Categories Berita DaerahPosted on

Kota Jayapura | fjpindonesia.com – Pedagang di Pasar Hamadi, Kota Jayapura, Papua menjual jahe putih yang didatangkan langsung dari negara Thailand.

“Sudah satu bulan jahe kosong, baik yang dari Surabaya, Makassar, dan jahe lokal Jayapura,” kata Sahril, seorang pedagang bumbu dapur di Pasar Hamadi, kepada KabarPapua.co, Minggu, 20 Januari 2019.

Sahril menjelaskan, jahe asal Thailand sudah tiga hari dijual di Pasar Hamadi, yang didatangkan langsung dari Surabaya.

“Satu Minggu perjalanan dari Surabaya sampai di Jayapura masih segar. Kalau untuk sekarang ini sudah lumayan banyak tapi jahe yang dijual asal Thailand,” ujarnya.

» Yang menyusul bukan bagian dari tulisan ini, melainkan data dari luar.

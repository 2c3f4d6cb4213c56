//! Shared bearer token cache for the upstream API
//!
//! One `TokenCache` is built per process and shared by every authenticated
//! route. A cached token is usable while `now < expires_at`; there is no
//! early-refresh margin. Refreshes are single-flight: concurrent misses
//! queue on an async mutex and re-check the cache once they hold it.

use std::sync::Arc;
use std::time::Duration;

use async_trait::async_trait;
use chrono::{DateTime, Utc};
use parking_lot::RwLock;
use serde::Deserialize;
use tokio::sync::Mutex;
use tracing::{debug, info, warn};
use url::Url;

use crate::error::CredentialError;

/// Upper bound on an advertised `expires_in` (one year)
const MAX_TOKEN_LIFETIME_SECS: i64 = 365 * 24 * 60 * 60;

/// Source of "now" for expiry checks
pub trait Clock: Send + Sync {
    fn now(&self) -> DateTime<Utc>;
}

/// Wall clock
#[derive(Debug, Default, Clone, Copy)]
pub struct SystemClock;

impl Clock for SystemClock {
    fn now(&self) -> DateTime<Utc> {
        Utc::now()
    }
}

/// Token as returned by the identity provider
#[derive(Debug, Clone, Deserialize)]
pub struct IssuedToken {
    pub access_token: String,
    /// Lifetime in seconds
    pub expires_in: i64,
}

/// Performs one credential exchange against an identity provider
#[async_trait]
pub trait CredentialExchange: Send + Sync {
    async fn exchange(&self) -> Result<IssuedToken, CredentialError>;
}

/// OAuth2 `client_credentials` grant over HTTP
pub struct ClientCredentialsExchange {
    http: reqwest::Client,
    token_url: Url,
    client_id: Option<String>,
    client_secret: Option<String>,
}

impl ClientCredentialsExchange {
    pub fn new(
        token_url: Url,
        client_id: Option<String>,
        client_secret: Option<String>,
        timeout: Duration,
    ) -> Result<Self, CredentialError> {
        let http = reqwest::Client::builder().timeout(timeout).build()?;
        Ok(Self {
            http,
            token_url,
            client_id: client_id.filter(|s| !s.is_empty()),
            client_secret: client_secret.filter(|s| !s.is_empty()),
        })
    }
}

#[async_trait]
impl CredentialExchange for ClientCredentialsExchange {
    async fn exchange(&self) -> Result<IssuedToken, CredentialError> {
        let (Some(client_id), Some(client_secret)) = (&self.client_id, &self.client_secret) else {
            return Err(CredentialError::NotConfigured);
        };

        debug!(url = %self.token_url, "Requesting access token");

        let response = self
            .http
            .post(self.token_url.clone())
            .basic_auth(client_id, Some(client_secret))
            .header(
                reqwest::header::CONTENT_TYPE,
                "application/x-www-form-urlencoded",
            )
            .body("grant_type=client_credentials")
            .send()
            .await?;

        let status = response.status();
        if !status.is_success() {
            return Err(CredentialError::Rejected {
                status: status.as_u16(),
            });
        }

        let bytes = response.bytes().await?;
        serde_json::from_slice::<IssuedToken>(&bytes)
            .map_err(|e| CredentialError::InvalidResponse(e.to_string()))
    }
}

/// A bearer token and the instant it stops being usable
#[derive(Debug, Clone, PartialEq, Eq)]
pub struct CachedToken {
    pub value: String,
    pub expires_at: DateTime<Utc>,
}

impl CachedToken {
    pub fn is_usable(&self, now: DateTime<Utc>) -> bool {
        now < self.expires_at
    }
}

pub struct TokenCache {
    exchange: Arc<dyn CredentialExchange>,
    clock: Arc<dyn Clock>,
    cached: RwLock<Option<CachedToken>>,
    refresh: Mutex<()>,
}

impl TokenCache {
    pub fn new(exchange: Arc<dyn CredentialExchange>) -> Self {
        Self::with_clock(exchange, Arc::new(SystemClock))
    }

    pub fn with_clock(exchange: Arc<dyn CredentialExchange>, clock: Arc<dyn Clock>) -> Self {
        Self {
            exchange,
            clock,
            cached: RwLock::new(None),
            refresh: Mutex::new(()),
        }
    }

    /// Return a usable token, exchanging credentials only on a miss
    pub async fn get_token(&self) -> Result<String, CredentialError> {
        if let Some(token) = self.usable() {
            return Ok(token);
        }

        let _refresh = self.refresh.lock().await;
        // Another caller may have refreshed while we waited.
        if let Some(token) = self.usable() {
            return Ok(token);
        }

        let issued = self.exchange.exchange().await?;
        let lifetime = issued.expires_in.clamp(0, MAX_TOKEN_LIFETIME_SECS);
        let expires_at = self.clock.now() + chrono::Duration::seconds(lifetime);
        info!(expires_at = %expires_at, "Obtained new access token");

        *self.cached.write() = Some(CachedToken {
            value: issued.access_token.clone(),
            expires_at,
        });
        Ok(issued.access_token)
    }

    /// Drop the cached token if it is still `token`.
    ///
    /// Called when the upstream rejects a request with 401. A token that
    /// was already replaced by a newer exchange is left alone.
    pub fn invalidate(&self, token: &str) -> bool {
        let mut cached = self.cached.write();
        if cached.as_ref().is_some_and(|c| c.value == token) {
            warn!("Upstream rejected cached access token, invalidating");
            *cached = None;
            true
        } else {
            false
        }
    }

    /// Snapshot of the cached token, usable or not
    pub fn cached(&self) -> Option<CachedToken> {
        self.cached.read().clone()
    }

    fn usable(&self) -> Option<String> {
        let now = self.clock.now();
        self.cached
            .read()
            .as_ref()
            .filter(|c| c.is_usable(now))
            .map(|c| c.value.clone())
    }
}

#[cfg(test)]
mod tests {
    use std::sync::atomic::{AtomicUsize, Ordering};

    use super::*;

    struct ManualClock(parking_lot::Mutex<DateTime<Utc>>);

    impl ManualClock {
        fn new() -> Self {
            Self(parking_lot::Mutex::new(Utc::now()))
        }

        fn advance(&self, secs: i64) {
            *self.0.lock() += chrono::Duration::seconds(secs);
        }
    }

    impl Clock for ManualClock {
        fn now(&self) -> DateTime<Utc> {
            *self.0.lock()
        }
    }

    #[derive(Default)]
    struct CountingExchange {
        calls: AtomicUsize,
        fail: bool,
    }

    #[async_trait]
    impl CredentialExchange for CountingExchange {
        async fn exchange(&self) -> Result<IssuedToken, CredentialError> {
            let n = self.calls.fetch_add(1, Ordering::SeqCst) + 1;
            // Widen the race window for the single-flight test
            tokio::time::sleep(Duration::from_millis(20)).await;
            if self.fail {
                return Err(CredentialError::Rejected { status: 401 });
            }
            Ok(IssuedToken {
                access_token: format!("token-{}", n),
                expires_in: 60,
            })
        }
    }

    fn cache(exchange: Arc<CountingExchange>, clock: Arc<ManualClock>) -> TokenCache {
        TokenCache::with_clock(exchange, clock)
    }

    #[tokio::test]
    async fn test_unexpired_token_is_reused() {
        let exchange = Arc::new(CountingExchange::default());
        let clock = Arc::new(ManualClock::new());
        let tokens = cache(exchange.clone(), clock.clone());

        assert_eq!(tokens.get_token().await.unwrap(), "token-1");
        clock.advance(59);
        assert_eq!(tokens.get_token().await.unwrap(), "token-1");
        assert_eq!(exchange.calls.load(Ordering::SeqCst), 1);
    }

    #[tokio::test]
    async fn test_expired_token_triggers_one_exchange() {
        let exchange = Arc::new(CountingExchange::default());
        let clock = Arc::new(ManualClock::new());
        let tokens = cache(exchange.clone(), clock.clone());

        tokens.get_token().await.unwrap();
        // Exactly at expiry the token is no longer usable
        clock.advance(60);
        assert_eq!(tokens.get_token().await.unwrap(), "token-2");
        assert_eq!(exchange.calls.load(Ordering::SeqCst), 2);

        let cached = tokens.cached().unwrap();
        assert_eq!(cached.value, "token-2");
        assert_eq!(cached.expires_at, clock.now() + chrono::Duration::seconds(60));
    }

    #[tokio::test]
    async fn test_concurrent_misses_share_one_exchange() {
        let exchange = Arc::new(CountingExchange::default());
        let tokens = Arc::new(cache(exchange.clone(), Arc::new(ManualClock::new())));

        let handles: Vec<_> = (0..8)
            .map(|_| {
                let tokens = tokens.clone();
                tokio::spawn(async move { tokens.get_token().await.unwrap() })
            })
            .collect();
        for handle in handles {
            assert_eq!(handle.await.unwrap(), "token-1");
        }
        assert_eq!(exchange.calls.load(Ordering::SeqCst), 1);
    }

    #[tokio::test]
    async fn test_failed_exchange_is_not_cached() {
        let exchange = Arc::new(CountingExchange {
            calls: AtomicUsize::new(0),
            fail: true,
        });
        let tokens = cache(exchange.clone(), Arc::new(ManualClock::new()));

        assert!(matches!(
            tokens.get_token().await,
            Err(CredentialError::Rejected { status: 401 })
        ));
        assert!(tokens.cached().is_none());
        assert!(tokens.get_token().await.is_err());
        assert_eq!(exchange.calls.load(Ordering::SeqCst), 2);
    }

    #[tokio::test]
    async fn test_invalidate_only_clears_matching_token() {
        let exchange = Arc::new(CountingExchange::default());
        let tokens = cache(exchange.clone(), Arc::new(ManualClock::new()));

        let token = tokens.get_token().await.unwrap();
        assert!(!tokens.invalidate("some-older-token"));
        assert!(tokens.cached().is_some());

        assert!(tokens.invalidate(&token));
        assert_eq!(tokens.get_token().await.unwrap(), "token-2");
    }

    #[test]
    fn test_missing_credentials_fail_without_network() {
        let exchange = ClientCredentialsExchange::new(
            Url::parse("http://127.0.0.1:9/token").unwrap(),
            Some("id".to_string()),
            Some(String::new()),
            Duration::from_secs(1),
        )
        .unwrap();

        assert!(matches!(
            tokio_test::block_on(exchange.exchange()),
            Err(CredentialError::NotConfigured)
        ));
    }
}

Sahril menjelaskan, sejak stok jahe kosong di Pasar Hamadi, banyak warga yang mencari jahe untuk memenuhi kebutuhan pembeli dan sekarang jahe sudah tersedia.

“Biar yang bonyok tetap laku. Rata-rata semua sudah punya. Waktu kosong hanya dua hingga tiga orang yang jual jahe dari Surabaya, Makassar ada juga dari lokal. Harga jahe waktu kosong Rp60 ribu satu kilogram sekarang sudah Rp55 ribu,” jelasnya.

Penjual bumbu dapur lainnya, Majid mengatakan, peminat jahe baik dari Indonesia maupun Thailand tetap sama, namun bila jahe sedang banyak, pembeli memilih yang besar.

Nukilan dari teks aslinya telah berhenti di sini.